In this section we are going to explore some of the most common approaches to safeguarding children in sport.
Now, at this point, it is important that we explain the difference between safeguarding and protecting children. Let’s go back to the UNICEF International Safeguards for Children in Sport to check the definitions:
Safeguarding refers to the actions we take to ensure ALL children are safe from harm when involved in our clubs and activities.
Child protection is a set of activities that are required for SPECIFIC children who are at risk of/or are already suffering harm.
In simple terms, safeguarding is about prevention, but protection is about detection and correction. This video will deal with safeguarding. Protecting children in sport will be covered in the next section.
With regards to safeguarding, that is, putting in place all the necessary measures to minimise the risk of harm to children, there are four main things we can do:
3) Safeguarding and Child Protection Policies
4) Risk Assessment
Investing time and resources to make sure that the children themselves, and their parents, coaches and officials are aware of the risks and what to do about them is central to success.
2. A Robust and Stringent Vetting Process:
The second vital strategy for sport clubs is to have a robust and stringent vetting process of recruitment and selection for all those that will work closely with the children. This includes coaches, team managers, doctors, drivers, etc. In some countries, this vetting process has become formalised and people that want to work with children have to undergo a police background check. For you it may only mean gaining character references from multiple sources before you bring someone into your club or asking questions related to this area during the selection interview.

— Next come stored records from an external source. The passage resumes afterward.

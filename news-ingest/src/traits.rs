use crate::types::{FeedItem, FeedSource, RawArticle, Result};
use async_trait::async_trait;

/// Trait for pulling entries from a configured syndication feed
#[async_trait]
pub trait PullFeed: Send + Sync {
    /// The configuration this feed was built from
    fn source(&self) -> &FeedSource;

    /// Label stored as `original_source` on every record from this feed
    fn source_name(&self) -> String {
        let source = self.source();
        source
            .name
            .clone()
            .or_else(|| crate::rss_utils::url::extract_domain(&source.url))
            .unwrap_or_else(|| "Other".to_string())
    }

    /// Download and parse the feed, most recent entries first
    async fn pull(&self) -> Result<Vec<FeedItem>>;
}

/// Trait for turning an article URL into readable text
#[async_trait]
pub trait ArticleFetcher: Send + Sync {
    async fn fetch_article(&self, url: &str) -> Result<RawArticle>;
}
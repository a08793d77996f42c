/// Feed and article utility functions for the ingester

/// URL utilities for feeds and article links
pub mod url {
    use url::Url;

    /// Extract domain from URL, without a leading `www.`
    pub fn extract_domain(url_str: &str) -> Option<String> {
        let url = Url::parse(url_str).ok()?;
        let domain = url.domain()?;
        Some(domain.trim_start_matches("www.").to_string())
    }

    /// Validate that a link is an absolute http(s) URL with a host
    pub fn is_valid_http_url(url_str: &str) -> bool {
        match Url::parse(url_str) {
            Ok(url) => matches!(url.scheme(), "http" | "https") && url.host().is_some(),
            Err(_) => false,
        }
    }

    /// Hide the password component of a connection string before logging it
    pub fn redact_password(url_str: &str) -> String {
        match Url::parse(url_str) {
            Ok(mut url) if url.password().is_some() => {
                let _ = url.set_password(Some("***"));
                url.to_string()
            }
            _ => url_str.to_string(),
        }
    }
}

/// Text utilities
pub mod text {
    /// Keep at most `max_chars` characters, never splitting a code point
    pub fn truncate_chars(text: &str, max_chars: usize) -> &str {
        match text.char_indices().nth(max_chars) {
            Some((idx, _)) => &text[..idx],
            None => text,
        }
    }

    /// Collapse runs of whitespace into single spaces
    pub fn normalize_whitespace(text: &str) -> String {
        text.split_whitespace().collect::<Vec<_>>().join(" ")
    }

    /// Shorten a title for log lines
    pub fn preview(text: &str, max_chars: usize) -> String {
        let cut = truncate_chars(text, max_chars);
        if cut.len() < text.len() {
            format!("{}...", cut)
        } else {
            cut.to_string()
        }
    }
}
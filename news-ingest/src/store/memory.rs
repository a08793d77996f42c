use super::{InsertOutcome, NewsStore};
use crate::types::{IngestError, NewNewsRecord, NewsRecord, Result};
use async_trait::async_trait;
use chrono::Utc;
use std::sync::atomic::{AtomicBool, Ordering};
use tokio::sync::RwLock;
use uuid::Uuid;

/// In-process store with the same uniqueness rules as the database backends.
#[derive(Default)]
pub struct MemoryNewsStore {
    rows: RwLock<Vec<NewsRecord>>,
    fail_queries: AtomicBool,
    fail_inserts: AtomicBool,
}

impl MemoryNewsStore {
    pub fn new() -> Self {
        Self::default()
    }

    /// Make every `exists_by_url` call fail, to simulate a storage outage
    pub fn set_fail_queries(&self, fail: bool) {
        self.fail_queries.store(fail, Ordering::SeqCst);
    }

    pub fn set_fail_inserts(&self, fail: bool) {
        self.fail_inserts.store(fail, Ordering::SeqCst);
    }

    pub async fn urls(&self) -> Vec<String> {
        self.rows.read().await.iter().map(|r| r.url.clone()).collect()
    }

    pub async fn len(&self) -> usize {
        self.rows.read().await.len()
    }

    pub async fn is_empty(&self) -> bool {
        self.rows.read().await.is_empty()
    }
}

#[async_trait]
impl NewsStore for MemoryNewsStore {
    fn backend_name(&self) -> &'static str {
        "memory"
    }

    async fn exists_by_url(&self, url: &str) -> Result<bool> {
        if self.fail_queries.load(Ordering::SeqCst) {
            return Err(IngestError::Storage("memory store query failure".to_string()));
        }
        Ok(self.rows.read().await.iter().any(|r| r.url == url))
    }

    async fn insert(&self, record: NewNewsRecord) -> Result<InsertOutcome> {
        if self.fail_inserts.load(Ordering::SeqCst) {
            return Err(IngestError::Storage("memory store insert failure".to_string()));
        }

        let mut rows = self.rows.write().await;
        if rows.iter().any(|r| r.url == record.url) {
            return Ok(InsertOutcome::Duplicate);
        }

        let row = NewsRecord::from_new(record, Uuid::new_v4(), Utc::now());
        rows.push(row.clone());
        Ok(InsertOutcome::Inserted(row))
    }

    async fn recent(&self, limit: usize) -> Result<Vec<NewsRecord>> {
        let rows = self.rows.read().await;
        // Insertion order breaks ties between equal timestamps.
        let mut newest: Vec<NewsRecord> = rows.iter().rev().cloned().collect();
        newest.sort_by(|a, b| b.created_at.cmp(&a.created_at));
        newest.truncate(limit);
        Ok(newest)
    }
}
use crate::traits::PullFeed;
use crate::types::{FeedItem, FeedSource, Result};
use crate::{FeedParser, Fetcher};
use async_trait::async_trait;
use std::sync::Arc;
use tracing::info;

/// RSS/Atom feed downloaded over HTTP
pub struct RssFeedSource {
    source: FeedSource,
    fetcher: Arc<Fetcher>,
    parser: FeedParser,
}

impl RssFeedSource {
    pub fn new(source: FeedSource, fetcher: Arc<Fetcher>) -> Self {
        Self {
            source,
            fetcher,
            parser: FeedParser::new(),
        }
    }
}

#[async_trait]
impl PullFeed for RssFeedSource {
    fn source(&self) -> &FeedSource {
        &self.source
    }

    async fn pull(&self) -> Result<Vec<FeedItem>> {
        info!("Reading feed: {} [{}]", self.source.url, self.source.category);

        let content = self.fetcher.fetch_feed(&self.source.url).await?;
        let parsed = self.parser.parse_feed(&content)?;

        info!(
            "Feed {} has {} entries",
            parsed.title.as_deref().unwrap_or(&self.source.url),
            parsed.entries.len()
        );
        Ok(parsed.entries)
    }
}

3. Safeguarding and Child Protection Policies and protocols:
The third and very important way of making sport safe for children is by having clear safeguarding and protection policies, structures and protocols at your club. Most federations will now have a National or Regional Child Protection Manager in place who will be keen to talk to you about it. They will also have produced guidelines and templates you can use as a starting point.
Even if that’s not the case, organisations like UNICEF or the Child Protection in Sport Unit in the UK will have them.
4. Risk Assessment:
The fourth and final major strategy involves conducting a thorough risk assessment of your sport activities or sessions. As a coach, you should be aware of all the inherent potential risks of your sport. For example, drowning in swimming or concussion in rugby. But you should also be able to identify and minimise other risks that may have more to do with the conditions surrounding your session or the participants themselves. For example, heat or cold exposure if you coach an outdoor sport, a slippery playing surface, or being aware that a child is deaf and requires safety instructions to be provided in a particular way.
All of this should be part of your risk assessment protocol. During the risk assessment you should identify all potential hazards and rate them based on their likelihood and severity. Then you must put plans in place to minimise the risk and to deal with it if it does happen.
Keeping Children Safe is Priceless
You may think this is all too much, but keeping children safe is priceless. We would strongly advise you to go on safeguarding and protection, risk assessment and first aid courses before you start coaching, particularly if you are going to lead sessions on your own.
Let’s take some time to reflect on these ideas and in the next section we will talk about taking action against child abuse in sport.
Safeguarding and Protecting Children in Sport, while important in every country, fits within a different best practice/legislative framework for each country. Because of this, please check the specific laws, policies and procedures that are applied in your country. Also check the information and advice provided by your sports sector and your sport’s national governing body/federation.
What is included here are GENERAL GUIDELINES. These are primarily based on UNICEF Safeguarding in Sport Guidelines.